THREDDS data servers are webservers that provide access to gridded data—in the form of NetCDF files—via a handy RESTful API (among other protocols). THREDDS servers not only serve data, but provide tools for subsetting gridded data in space and time on the server, reducing the amount of data the end user must download. thredds is an R front end to THREDDS servers designed to make exploration, subsetting, and download of THREDDS data into R as simple as possible.
You can install threddr from github with:
# install.packages("devtools")
devtools::install_github("bocinsky/thredds")
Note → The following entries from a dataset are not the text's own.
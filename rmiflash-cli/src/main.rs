//! rmiflash CLI - Command-line tool for reflashing Synaptics RMI4 touch controllers.
//!
//! ## Features
//!
//! - Full F34 reflash of `.img` firmware images, or config-only updates
//! - F35 recovery of controllers stuck in the bootloader
//! - Device and image inspection, with JSON output for scripts
//! - Shell completion generation
//! - Environment variable and config file support

use anyhow::Result;
use clap::{Parser, Subcommand};
use clap_complete::Shell;
use console::style;
use env_logger::Env;
use log::debug;
use std::env;
use std::path::PathBuf;
use std::process::ExitCode;
use std::sync::atomic::{AtomicBool, Ordering};

mod commands;
mod config;

use commands::completions::cmd_completions;
use commands::flash::{cmd_recover, cmd_upgrade};
use commands::info::{cmd_image_info, cmd_info};
use config::Config;

/// Whether stderr is a terminal (set once at startup).
static STDERR_IS_TTY: AtomicBool = AtomicBool::new(true);

/// Set by the Ctrl-C handler while a flash operation is running.
static INTERRUPTED: AtomicBool = AtomicBool::new(false);

/// Check if emoji/animations should be used (TTY and colors enabled).
fn use_fancy_output() -> bool {
    STDERR_IS_TTY.load(Ordering::Relaxed) && console::colors_enabled_stderr()
}

/// Whether Ctrl-C was pressed since the handler was installed.
fn was_interrupted() -> bool {
    INTERRUPTED.load(Ordering::SeqCst)
}

/// Record Ctrl-C instead of terminating.
///
/// A reflash cannot be stopped half way without bricking the controller, so
/// the run continues and the command reports the interruption afterwards.
fn install_interrupt_handler() {
    let installed = ctrlc::set_handler(|| {
        if !INTERRUPTED.swap(true, Ordering::SeqCst) {
            eprintln!(
                "\n{} Interrupt received; finishing the flash operation first",
                style("⚠").yellow()
            );
        }
    });
    if let Err(e) = installed {
        log::warn!("Could not install Ctrl-C handler: {e}");
    }
}

/// Failures that map to a dedicated exit code.
#[derive(Debug, thiserror::Error)]
pub(crate) enum CliError {
    /// Missing or conflicting arguments (exit 2).
    #[error("{0}")]
    Usage(String),
    /// An explicit `--config` file is missing or invalid (exit 3).
    #[error("{0}")]
    Config(String),
    /// The operator declined or interrupted the operation (exit 130).
    #[error("{0}")]
    Cancelled(String),
}

/// rmiflash - reflash and recover Synaptics RMI4 touch controllers.
///
/// Environment variables:
///   RMIFLASH_BUS               - I2C adapter (e.g. /dev/i2c-5)
///   RMIFLASH_ADDRESS           - 7-bit slave address (default: 0x20)
///   RMIFLASH_ATTN_GPIO         - GPIO number of the ATTN line
///   RMIFLASH_NON_INTERACTIVE   - Non-interactive mode (disable prompts)
#[derive(Parser)]
#[command(name = "rmiflash")]
#[command(author, version, about, long_about = None)]
#[command(propagate_version = true)]
#[allow(clippy::struct_excessive_bools)]
struct Cli {
    /// I2C adapter the controller is attached to.
    #[arg(long, global = true, env = "RMIFLASH_BUS", value_name = "PATH")]
    bus: Option<String>,

    /// 7-bit I2C slave address (hex, e.g. 0x20).
    #[arg(
        short,
        long,
        global = true,
        env = "RMIFLASH_ADDRESS",
        value_parser = parse_hex_u16
    )]
    address: Option<u16>,

    /// GPIO number wired to the controller's ATTN pin.
    #[arg(long, global = true, env = "RMIFLASH_ATTN_GPIO", value_name = "GPIO")]
    attn_gpio: Option<u32>,

    /// ATTN is asserted high instead of low.
    #[arg(long, global = true)]
    attn_active_high: bool,

    /// Verbose output level (-v, -vv for increasing detail).
    #[arg(short, long, global = true, action = clap::ArgAction::Count)]
    verbose: u8,

    /// Quiet mode (suppress non-essential output).
    #[arg(short, long, global = true)]
    quiet: bool,

    /// Non-interactive mode (fail instead of prompting).
    #[arg(long, global = true, env = "RMIFLASH_NON_INTERACTIVE")]
    non_interactive: bool,

    /// Path to a configuration file.
    #[arg(long = "config", global = true, value_name = "PATH")]
    config_path: Option<PathBuf>,

    #[command(subcommand)]
    command: Commands,
}

/// Available commands.
#[derive(Subcommand)]
enum Commands {
    /// Reflash a controller with a firmware image (F34).
    Upgrade {
        /// Path to the `.img` firmware image.
        image: PathBuf,

        /// Only rewrite the config and display config partitions.
        #[arg(long)]
        config_only: bool,

        /// Run the display refresh command after a successful upgrade.
        #[arg(long)]
        refresh_display: bool,

        /// Do not ask for confirmation.
        #[arg(short, long)]
        yes: bool,
    },

    /// Recover a controller stuck in bootloader recovery mode (F35).
    Recover {
        /// Path to the raw recovery image.
        image: PathBuf,

        /// Do not ask for confirmation.
        #[arg(short, long)]
        yes: bool,
    },

    /// Show information read from the controller.
    Info {
        /// Output information as JSON to stdout.
        #[arg(long)]
        json: bool,
    },

    /// Show the header of a firmware image file.
    ImageInfo {
        /// Path to the `.img` firmware image.
        image: PathBuf,

        /// Output information as JSON to stdout.
        #[arg(long)]
        json: bool,
    },

    /// Generate shell completion scripts.
    Completions {
        /// Shell type for completions.
        #[arg(value_enum)]
        shell: Shell,
    },
}

/// Parse a hexadecimal I2C address (0x prefix optional).
fn parse_hex_u16(s: &str) -> Result<u16, String> {
    let s = s.trim();
    let s = s.trim_start_matches("0x").trim_start_matches("0X");
    u16::from_str_radix(s, 16).map_err(|e| format!("Invalid hex address: {e}"))
}

/// Map an error to the process exit code.
///
/// 1 generic, 2 usage, 3 configuration, 4 device communication,
/// 130 cancelled.
fn exit_code_for(err: &anyhow::Error) -> u8 {
    if let Some(cli_err) = err.downcast_ref::<CliError>() {
        return match cli_err {
            CliError::Usage(_) => 2,
            CliError::Config(_) => 3,
            CliError::Cancelled(_) => 130,
        };
    }
    match err.downcast_ref::<rmiflash::Error>() {
        Some(rmiflash::Error::Config(_) | rmiflash::Error::Unsupported(_)) => 3,
        Some(
            rmiflash::Error::Bus { .. }
            | rmiflash::Error::Timeout(_)
            | rmiflash::Error::Protocol(_),
        ) => 4,
        _ => 1,
    }
}

fn main() -> ExitCode {
    // --- NO_COLOR and TTY detection ---
    let stderr_is_tty = console::Term::stderr().is_term();
    STDERR_IS_TTY.store(stderr_is_tty, Ordering::Relaxed);

    if env::var("NO_COLOR").is_ok() || !stderr_is_tty {
        console::set_colors_enabled(false);
        console::set_colors_enabled_stderr(false);
    }

    let cli = Cli::parse();

    // Setup logging based on verbosity
    let log_level = if cli.quiet {
        "warn"
    } else {
        match cli.verbose {
            0 => "info",
            1 => "debug",
            _ => "trace",
        }
    };
    env_logger::Builder::from_env(Env::default().default_filter_or(log_level))
        .format_target(cli.verbose >= 2)
        .format_timestamp(if cli.verbose >= 2 {
            Some(env_logger::TimestampPrecision::Millis)
        } else {
            None
        })
        .init();

    debug!(
        "rmiflash v{} (verbose level: {})",
        env!("CARGO_PKG_VERSION"),
        cli.verbose
    );

    match run(&cli) {
        Ok(()) => ExitCode::SUCCESS,
        Err(err) => {
            eprintln!("{} {err:#}", style("Error:").red().bold());
            ExitCode::from(exit_code_for(&err))
        },
    }
}

fn run(cli: &Cli) -> Result<()> {
    let config = if let Some(ref path) = cli.config_path {
        Config::load_from_path(path)?
    } else {
        Config::load()
    };

    match &cli.command {
        Commands::Upgrade {
            image,
            config_only,
            refresh_display,
            yes,
        } => cmd_upgrade(cli, &config, image, *config_only, *refresh_display, *yes),
        Commands::Recover { image, yes } => cmd_recover(cli, &config, image, *yes),
        Commands::Info { json } => cmd_info(cli, &config, *json),
        Commands::ImageInfo { image, json } => cmd_image_info(image, *json),
        Commands::Completions { shell } => {
            cmd_completions(*shell);
            Ok(())
        },
    }
}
thredds enables exploration, subsetting, and downloading from
THREDDS servers through a series of R commands. To enable easy
tab-completion, all thredds functions have a “tds_
” prefix. Here,
we first explore the structure of the CIDA THREDDS server hosted by
USGS. We do so using the tds_list_datasets
function.
library(thredds)
library(tidyverse)
#> ── Attaching packages ────────────────────────────────────────────────────────────────────────────────────────── tidyverse 1.2.1 ──
#> ✔ ggplot2 2.2.1.9000 ✔ purrr 0.2.4
#> ✔ tibble 1.4.2 ✔ dplyr 0.7.4
#> ✔ tidyr 0.8.0 ✔ stringr 1.3.0
#> ✔ readr 1.1.1 ✔ forcats 0.3.0
#> ── Conflicts ───────────────────────────────────────────────────────────────────────────────────────────── tidyverse_conflicts() ──
#> ✖ dplyr::filter() masks stats::filter()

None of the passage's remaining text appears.